Give only the number of lines in the data that contain the word "struct".

** SOURCE RECORDS follows **

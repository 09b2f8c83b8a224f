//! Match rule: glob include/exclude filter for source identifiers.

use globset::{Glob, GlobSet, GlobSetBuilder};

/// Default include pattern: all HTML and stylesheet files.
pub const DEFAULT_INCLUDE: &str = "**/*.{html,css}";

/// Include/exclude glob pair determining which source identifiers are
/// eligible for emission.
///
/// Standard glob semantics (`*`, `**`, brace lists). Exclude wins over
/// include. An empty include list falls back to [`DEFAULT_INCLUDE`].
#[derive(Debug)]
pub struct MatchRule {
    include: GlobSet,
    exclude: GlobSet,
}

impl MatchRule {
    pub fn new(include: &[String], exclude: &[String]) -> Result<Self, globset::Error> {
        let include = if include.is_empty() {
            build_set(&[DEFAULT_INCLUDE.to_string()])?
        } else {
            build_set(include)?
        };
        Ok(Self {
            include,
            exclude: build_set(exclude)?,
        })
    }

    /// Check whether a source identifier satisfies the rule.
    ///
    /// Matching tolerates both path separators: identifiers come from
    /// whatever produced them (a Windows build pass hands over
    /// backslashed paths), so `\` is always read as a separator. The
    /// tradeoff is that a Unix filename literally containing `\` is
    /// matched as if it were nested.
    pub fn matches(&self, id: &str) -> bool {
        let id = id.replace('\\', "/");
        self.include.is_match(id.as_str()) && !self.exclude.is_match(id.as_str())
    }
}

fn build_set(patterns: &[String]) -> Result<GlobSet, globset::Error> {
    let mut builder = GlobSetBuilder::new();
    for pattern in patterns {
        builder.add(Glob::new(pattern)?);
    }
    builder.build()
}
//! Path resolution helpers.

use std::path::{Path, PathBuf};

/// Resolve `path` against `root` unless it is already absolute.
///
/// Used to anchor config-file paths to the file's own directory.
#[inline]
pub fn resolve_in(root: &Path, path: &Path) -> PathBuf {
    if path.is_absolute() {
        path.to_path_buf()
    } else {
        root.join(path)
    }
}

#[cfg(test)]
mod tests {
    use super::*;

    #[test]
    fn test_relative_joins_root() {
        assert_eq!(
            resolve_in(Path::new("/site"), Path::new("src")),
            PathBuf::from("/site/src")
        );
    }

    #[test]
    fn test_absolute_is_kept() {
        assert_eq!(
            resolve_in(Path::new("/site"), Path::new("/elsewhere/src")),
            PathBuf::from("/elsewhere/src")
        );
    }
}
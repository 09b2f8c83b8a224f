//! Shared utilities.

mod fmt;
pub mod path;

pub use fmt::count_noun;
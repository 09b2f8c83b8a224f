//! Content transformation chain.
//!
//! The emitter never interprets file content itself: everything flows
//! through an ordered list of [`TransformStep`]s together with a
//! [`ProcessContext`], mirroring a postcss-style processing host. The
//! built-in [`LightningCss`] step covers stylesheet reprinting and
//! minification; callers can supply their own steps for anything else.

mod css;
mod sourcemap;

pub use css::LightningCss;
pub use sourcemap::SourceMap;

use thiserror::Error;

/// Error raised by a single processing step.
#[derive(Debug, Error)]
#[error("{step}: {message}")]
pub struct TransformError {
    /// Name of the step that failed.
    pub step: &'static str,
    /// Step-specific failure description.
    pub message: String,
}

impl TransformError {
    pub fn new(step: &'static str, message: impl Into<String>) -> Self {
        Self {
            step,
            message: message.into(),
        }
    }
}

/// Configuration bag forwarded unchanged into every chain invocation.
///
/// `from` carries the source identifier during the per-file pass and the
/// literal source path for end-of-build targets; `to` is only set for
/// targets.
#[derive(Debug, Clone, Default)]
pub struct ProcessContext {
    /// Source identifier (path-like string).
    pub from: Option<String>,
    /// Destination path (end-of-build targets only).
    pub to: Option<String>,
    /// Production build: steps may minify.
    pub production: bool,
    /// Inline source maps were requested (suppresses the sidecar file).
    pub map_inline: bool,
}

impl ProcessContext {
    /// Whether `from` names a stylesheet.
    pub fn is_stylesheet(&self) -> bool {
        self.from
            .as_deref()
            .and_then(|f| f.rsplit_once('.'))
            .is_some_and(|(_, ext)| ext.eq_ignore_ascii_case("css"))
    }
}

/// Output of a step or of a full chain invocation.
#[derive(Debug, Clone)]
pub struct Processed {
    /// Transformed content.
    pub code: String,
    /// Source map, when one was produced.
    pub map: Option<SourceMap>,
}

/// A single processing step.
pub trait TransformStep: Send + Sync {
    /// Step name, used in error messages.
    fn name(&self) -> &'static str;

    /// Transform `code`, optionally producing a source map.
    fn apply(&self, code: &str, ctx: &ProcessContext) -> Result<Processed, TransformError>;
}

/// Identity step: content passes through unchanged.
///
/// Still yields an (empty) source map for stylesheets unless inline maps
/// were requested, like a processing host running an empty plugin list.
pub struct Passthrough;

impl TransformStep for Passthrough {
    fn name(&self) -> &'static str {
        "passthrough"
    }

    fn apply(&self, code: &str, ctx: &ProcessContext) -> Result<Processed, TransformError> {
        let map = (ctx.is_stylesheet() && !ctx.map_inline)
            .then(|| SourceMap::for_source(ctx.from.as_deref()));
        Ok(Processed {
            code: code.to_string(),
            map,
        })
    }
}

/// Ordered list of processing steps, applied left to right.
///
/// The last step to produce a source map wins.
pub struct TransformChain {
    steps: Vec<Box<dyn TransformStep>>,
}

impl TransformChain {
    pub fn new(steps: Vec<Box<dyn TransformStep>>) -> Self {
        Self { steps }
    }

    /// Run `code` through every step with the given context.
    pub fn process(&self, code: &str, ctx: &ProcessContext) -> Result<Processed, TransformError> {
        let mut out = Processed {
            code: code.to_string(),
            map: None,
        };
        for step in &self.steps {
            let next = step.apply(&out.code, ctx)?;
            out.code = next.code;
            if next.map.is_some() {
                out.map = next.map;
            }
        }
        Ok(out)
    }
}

** End of SOURCE RECORDS **

**SOLUTION TO THE EXERCISE:** 6